■ Data to use
+-------+

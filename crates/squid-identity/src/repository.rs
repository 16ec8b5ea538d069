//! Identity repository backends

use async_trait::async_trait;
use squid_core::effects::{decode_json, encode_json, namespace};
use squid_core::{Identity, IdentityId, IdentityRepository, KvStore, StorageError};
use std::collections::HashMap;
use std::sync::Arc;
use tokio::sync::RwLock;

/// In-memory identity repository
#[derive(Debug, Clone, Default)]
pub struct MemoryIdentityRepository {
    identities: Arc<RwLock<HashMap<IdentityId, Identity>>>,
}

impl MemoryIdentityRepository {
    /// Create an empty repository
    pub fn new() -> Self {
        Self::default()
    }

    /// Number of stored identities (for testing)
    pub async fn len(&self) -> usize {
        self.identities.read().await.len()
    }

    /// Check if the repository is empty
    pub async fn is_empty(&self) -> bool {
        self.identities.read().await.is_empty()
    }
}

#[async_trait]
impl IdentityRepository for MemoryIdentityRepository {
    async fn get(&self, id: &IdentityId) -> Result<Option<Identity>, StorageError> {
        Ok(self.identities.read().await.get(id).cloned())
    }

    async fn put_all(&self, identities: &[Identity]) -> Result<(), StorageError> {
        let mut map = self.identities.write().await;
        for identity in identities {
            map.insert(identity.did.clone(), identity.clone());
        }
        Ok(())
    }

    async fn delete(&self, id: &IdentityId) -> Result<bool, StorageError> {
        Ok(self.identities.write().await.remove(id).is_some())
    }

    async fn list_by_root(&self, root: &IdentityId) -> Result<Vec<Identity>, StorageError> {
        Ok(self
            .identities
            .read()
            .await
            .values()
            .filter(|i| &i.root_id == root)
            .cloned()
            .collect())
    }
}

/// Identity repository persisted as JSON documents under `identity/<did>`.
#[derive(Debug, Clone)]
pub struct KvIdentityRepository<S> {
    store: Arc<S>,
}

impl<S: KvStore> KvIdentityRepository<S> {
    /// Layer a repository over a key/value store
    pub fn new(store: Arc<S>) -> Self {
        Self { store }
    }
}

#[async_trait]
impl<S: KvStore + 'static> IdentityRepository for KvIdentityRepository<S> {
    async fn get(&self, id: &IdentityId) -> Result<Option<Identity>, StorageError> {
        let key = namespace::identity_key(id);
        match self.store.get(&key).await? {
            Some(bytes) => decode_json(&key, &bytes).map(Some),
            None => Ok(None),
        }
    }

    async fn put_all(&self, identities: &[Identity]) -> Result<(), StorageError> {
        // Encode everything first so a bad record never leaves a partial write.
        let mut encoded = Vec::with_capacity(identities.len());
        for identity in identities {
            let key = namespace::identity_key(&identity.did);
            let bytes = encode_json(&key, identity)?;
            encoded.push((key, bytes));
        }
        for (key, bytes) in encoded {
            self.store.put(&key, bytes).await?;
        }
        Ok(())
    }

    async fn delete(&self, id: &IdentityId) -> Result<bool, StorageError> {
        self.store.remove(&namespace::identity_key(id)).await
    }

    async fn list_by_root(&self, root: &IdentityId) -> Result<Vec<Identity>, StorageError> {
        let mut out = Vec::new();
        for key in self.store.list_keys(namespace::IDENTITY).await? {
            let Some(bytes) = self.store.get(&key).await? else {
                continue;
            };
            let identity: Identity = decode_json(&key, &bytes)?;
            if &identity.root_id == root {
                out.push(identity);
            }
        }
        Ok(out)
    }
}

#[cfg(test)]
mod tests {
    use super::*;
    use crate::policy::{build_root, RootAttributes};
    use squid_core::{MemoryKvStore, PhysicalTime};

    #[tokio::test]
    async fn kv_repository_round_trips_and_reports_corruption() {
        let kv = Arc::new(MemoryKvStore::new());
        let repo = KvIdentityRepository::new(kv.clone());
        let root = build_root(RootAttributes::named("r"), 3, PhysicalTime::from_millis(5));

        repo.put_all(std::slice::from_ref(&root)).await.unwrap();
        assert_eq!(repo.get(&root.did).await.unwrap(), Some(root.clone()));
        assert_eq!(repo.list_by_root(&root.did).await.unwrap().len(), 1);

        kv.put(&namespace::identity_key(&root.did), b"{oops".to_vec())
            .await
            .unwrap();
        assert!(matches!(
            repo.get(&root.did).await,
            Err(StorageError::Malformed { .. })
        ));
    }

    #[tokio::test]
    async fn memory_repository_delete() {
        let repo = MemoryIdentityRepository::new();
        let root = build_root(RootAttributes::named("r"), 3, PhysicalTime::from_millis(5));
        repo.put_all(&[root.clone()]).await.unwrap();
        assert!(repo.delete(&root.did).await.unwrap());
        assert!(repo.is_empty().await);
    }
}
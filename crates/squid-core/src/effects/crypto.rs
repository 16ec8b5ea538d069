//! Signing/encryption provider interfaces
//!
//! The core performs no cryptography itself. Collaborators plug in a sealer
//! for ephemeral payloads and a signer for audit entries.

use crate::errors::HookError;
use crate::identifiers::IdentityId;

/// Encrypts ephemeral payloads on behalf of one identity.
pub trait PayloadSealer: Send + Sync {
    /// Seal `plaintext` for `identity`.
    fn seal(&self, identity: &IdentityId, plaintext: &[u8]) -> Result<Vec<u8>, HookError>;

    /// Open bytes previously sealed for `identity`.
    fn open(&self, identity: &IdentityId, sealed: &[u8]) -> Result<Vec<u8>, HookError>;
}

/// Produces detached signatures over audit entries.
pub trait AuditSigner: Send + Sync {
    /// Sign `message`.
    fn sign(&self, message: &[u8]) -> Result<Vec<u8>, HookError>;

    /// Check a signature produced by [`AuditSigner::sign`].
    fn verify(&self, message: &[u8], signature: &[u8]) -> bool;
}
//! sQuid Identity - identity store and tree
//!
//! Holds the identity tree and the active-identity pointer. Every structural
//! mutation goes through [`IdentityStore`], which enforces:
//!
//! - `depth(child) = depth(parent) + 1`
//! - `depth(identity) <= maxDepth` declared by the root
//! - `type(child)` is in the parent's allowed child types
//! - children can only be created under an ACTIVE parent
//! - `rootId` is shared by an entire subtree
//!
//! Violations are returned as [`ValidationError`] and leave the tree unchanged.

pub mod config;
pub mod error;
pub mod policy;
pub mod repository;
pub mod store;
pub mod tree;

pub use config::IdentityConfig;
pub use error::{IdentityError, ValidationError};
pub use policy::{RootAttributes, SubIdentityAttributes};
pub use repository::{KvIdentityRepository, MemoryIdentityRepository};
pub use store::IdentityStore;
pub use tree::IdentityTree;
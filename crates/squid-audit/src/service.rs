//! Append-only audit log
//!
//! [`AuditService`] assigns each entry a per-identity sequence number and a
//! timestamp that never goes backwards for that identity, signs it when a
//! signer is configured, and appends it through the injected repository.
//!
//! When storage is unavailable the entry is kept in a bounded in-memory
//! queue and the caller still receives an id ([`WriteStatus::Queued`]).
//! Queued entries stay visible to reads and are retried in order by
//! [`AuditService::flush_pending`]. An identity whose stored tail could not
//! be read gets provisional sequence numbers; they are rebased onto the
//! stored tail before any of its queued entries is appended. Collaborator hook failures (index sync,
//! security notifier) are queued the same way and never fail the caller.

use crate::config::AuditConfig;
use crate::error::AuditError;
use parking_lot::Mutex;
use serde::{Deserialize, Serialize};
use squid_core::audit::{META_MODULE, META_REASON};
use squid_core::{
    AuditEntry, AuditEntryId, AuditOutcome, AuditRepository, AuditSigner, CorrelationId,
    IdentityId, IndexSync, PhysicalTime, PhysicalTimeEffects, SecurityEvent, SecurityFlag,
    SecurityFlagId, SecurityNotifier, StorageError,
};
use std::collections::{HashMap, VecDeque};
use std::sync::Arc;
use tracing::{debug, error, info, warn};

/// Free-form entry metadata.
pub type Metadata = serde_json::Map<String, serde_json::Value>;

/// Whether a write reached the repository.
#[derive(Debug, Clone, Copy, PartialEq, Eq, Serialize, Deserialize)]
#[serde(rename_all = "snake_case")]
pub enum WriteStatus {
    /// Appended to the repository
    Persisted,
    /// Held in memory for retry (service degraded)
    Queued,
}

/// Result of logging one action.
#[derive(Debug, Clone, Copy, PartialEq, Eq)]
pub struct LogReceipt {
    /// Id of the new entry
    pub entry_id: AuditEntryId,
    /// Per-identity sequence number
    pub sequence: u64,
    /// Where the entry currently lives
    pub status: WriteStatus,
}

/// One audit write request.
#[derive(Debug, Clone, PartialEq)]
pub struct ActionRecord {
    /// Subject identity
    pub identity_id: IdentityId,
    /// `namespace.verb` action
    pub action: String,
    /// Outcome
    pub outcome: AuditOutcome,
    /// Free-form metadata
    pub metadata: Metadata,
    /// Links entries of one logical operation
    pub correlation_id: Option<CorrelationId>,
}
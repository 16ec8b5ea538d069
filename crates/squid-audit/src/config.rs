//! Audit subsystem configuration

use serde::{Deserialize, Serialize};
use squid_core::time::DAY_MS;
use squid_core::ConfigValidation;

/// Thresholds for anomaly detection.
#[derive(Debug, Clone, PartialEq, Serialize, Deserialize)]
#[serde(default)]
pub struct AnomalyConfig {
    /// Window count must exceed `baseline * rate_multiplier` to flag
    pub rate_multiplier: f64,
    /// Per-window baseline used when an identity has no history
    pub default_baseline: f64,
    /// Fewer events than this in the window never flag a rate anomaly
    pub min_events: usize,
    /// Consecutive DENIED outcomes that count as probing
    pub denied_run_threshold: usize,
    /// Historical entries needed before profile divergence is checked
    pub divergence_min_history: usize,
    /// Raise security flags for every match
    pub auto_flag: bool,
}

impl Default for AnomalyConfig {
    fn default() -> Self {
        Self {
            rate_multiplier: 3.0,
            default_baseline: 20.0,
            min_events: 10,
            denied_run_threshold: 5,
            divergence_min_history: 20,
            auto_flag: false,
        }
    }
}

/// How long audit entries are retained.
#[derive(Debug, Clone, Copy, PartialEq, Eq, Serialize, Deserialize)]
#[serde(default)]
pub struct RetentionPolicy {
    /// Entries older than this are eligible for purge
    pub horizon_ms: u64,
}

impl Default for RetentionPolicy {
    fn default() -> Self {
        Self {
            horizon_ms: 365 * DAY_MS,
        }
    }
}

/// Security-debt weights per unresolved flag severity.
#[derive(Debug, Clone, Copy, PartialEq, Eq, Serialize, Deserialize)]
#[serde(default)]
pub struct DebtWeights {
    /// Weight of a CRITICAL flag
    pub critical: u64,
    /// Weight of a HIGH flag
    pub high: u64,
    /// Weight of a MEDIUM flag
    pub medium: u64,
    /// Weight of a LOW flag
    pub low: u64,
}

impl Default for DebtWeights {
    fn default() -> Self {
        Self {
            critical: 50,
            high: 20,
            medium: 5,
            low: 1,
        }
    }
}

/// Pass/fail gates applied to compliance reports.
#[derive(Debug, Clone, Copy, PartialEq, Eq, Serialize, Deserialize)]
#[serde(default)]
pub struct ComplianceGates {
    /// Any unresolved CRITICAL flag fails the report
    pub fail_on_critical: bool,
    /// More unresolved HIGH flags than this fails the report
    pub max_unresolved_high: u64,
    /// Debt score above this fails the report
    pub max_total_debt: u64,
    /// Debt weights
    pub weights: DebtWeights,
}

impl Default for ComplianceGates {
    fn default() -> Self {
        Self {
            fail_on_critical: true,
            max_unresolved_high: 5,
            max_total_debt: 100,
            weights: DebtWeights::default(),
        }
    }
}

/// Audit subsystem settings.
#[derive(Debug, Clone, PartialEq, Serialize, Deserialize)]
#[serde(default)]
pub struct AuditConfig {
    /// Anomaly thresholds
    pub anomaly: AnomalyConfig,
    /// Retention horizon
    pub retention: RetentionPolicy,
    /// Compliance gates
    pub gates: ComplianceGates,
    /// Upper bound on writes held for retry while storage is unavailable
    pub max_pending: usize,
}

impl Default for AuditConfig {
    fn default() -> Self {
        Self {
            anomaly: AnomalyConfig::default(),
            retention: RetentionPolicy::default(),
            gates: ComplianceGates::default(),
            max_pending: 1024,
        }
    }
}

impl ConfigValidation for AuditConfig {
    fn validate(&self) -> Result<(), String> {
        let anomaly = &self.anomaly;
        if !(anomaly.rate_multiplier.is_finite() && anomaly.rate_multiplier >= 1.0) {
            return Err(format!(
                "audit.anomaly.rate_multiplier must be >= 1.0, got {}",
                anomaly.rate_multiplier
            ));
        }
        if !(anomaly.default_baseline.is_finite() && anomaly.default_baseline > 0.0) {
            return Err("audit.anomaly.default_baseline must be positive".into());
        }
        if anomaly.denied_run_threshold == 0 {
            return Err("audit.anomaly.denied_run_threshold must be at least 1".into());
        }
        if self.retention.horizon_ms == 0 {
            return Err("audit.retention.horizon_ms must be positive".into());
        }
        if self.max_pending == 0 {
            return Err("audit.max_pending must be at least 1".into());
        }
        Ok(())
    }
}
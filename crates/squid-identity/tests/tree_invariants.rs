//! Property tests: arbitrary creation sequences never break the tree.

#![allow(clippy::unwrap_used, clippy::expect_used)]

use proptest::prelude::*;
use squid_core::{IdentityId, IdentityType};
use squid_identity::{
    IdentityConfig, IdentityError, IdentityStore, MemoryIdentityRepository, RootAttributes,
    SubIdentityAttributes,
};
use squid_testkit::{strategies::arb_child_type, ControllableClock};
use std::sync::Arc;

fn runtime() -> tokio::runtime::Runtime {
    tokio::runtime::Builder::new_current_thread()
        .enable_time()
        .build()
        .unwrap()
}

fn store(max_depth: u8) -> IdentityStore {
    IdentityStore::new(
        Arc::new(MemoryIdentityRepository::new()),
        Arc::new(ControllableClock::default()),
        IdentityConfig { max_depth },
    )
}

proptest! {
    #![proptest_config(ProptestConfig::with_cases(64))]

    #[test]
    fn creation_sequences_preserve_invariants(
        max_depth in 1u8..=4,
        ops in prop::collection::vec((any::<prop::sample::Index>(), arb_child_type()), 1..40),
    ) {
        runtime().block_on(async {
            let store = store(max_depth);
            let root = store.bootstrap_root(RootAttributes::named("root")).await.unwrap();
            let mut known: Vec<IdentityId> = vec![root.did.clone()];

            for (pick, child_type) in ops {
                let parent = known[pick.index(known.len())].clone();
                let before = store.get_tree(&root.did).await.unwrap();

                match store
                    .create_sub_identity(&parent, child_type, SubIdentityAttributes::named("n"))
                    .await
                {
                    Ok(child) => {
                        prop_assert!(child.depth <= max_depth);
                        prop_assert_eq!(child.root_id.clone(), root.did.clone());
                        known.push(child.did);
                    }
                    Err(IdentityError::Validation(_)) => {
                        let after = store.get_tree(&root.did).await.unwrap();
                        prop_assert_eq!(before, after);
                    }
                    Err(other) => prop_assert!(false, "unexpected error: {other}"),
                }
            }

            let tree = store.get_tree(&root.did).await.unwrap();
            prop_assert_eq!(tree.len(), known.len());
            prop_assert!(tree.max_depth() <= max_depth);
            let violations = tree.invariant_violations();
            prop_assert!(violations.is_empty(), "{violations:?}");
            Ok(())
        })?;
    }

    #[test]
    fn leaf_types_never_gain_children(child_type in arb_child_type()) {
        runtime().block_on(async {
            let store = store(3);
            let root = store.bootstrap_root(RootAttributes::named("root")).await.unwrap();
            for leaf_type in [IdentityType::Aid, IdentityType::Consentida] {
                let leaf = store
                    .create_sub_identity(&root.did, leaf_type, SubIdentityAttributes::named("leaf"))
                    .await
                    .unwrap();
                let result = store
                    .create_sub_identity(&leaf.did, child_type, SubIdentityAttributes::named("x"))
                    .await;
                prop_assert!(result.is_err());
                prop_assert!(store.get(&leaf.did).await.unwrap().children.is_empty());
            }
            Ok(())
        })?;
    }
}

+-------+

Sift the data above for lines with "IdentityType", then copy each one.

use squid_core::{IdentityId, IdentityType};
            for leaf_type in [IdentityType::Aid, IdentityType::Consentida] {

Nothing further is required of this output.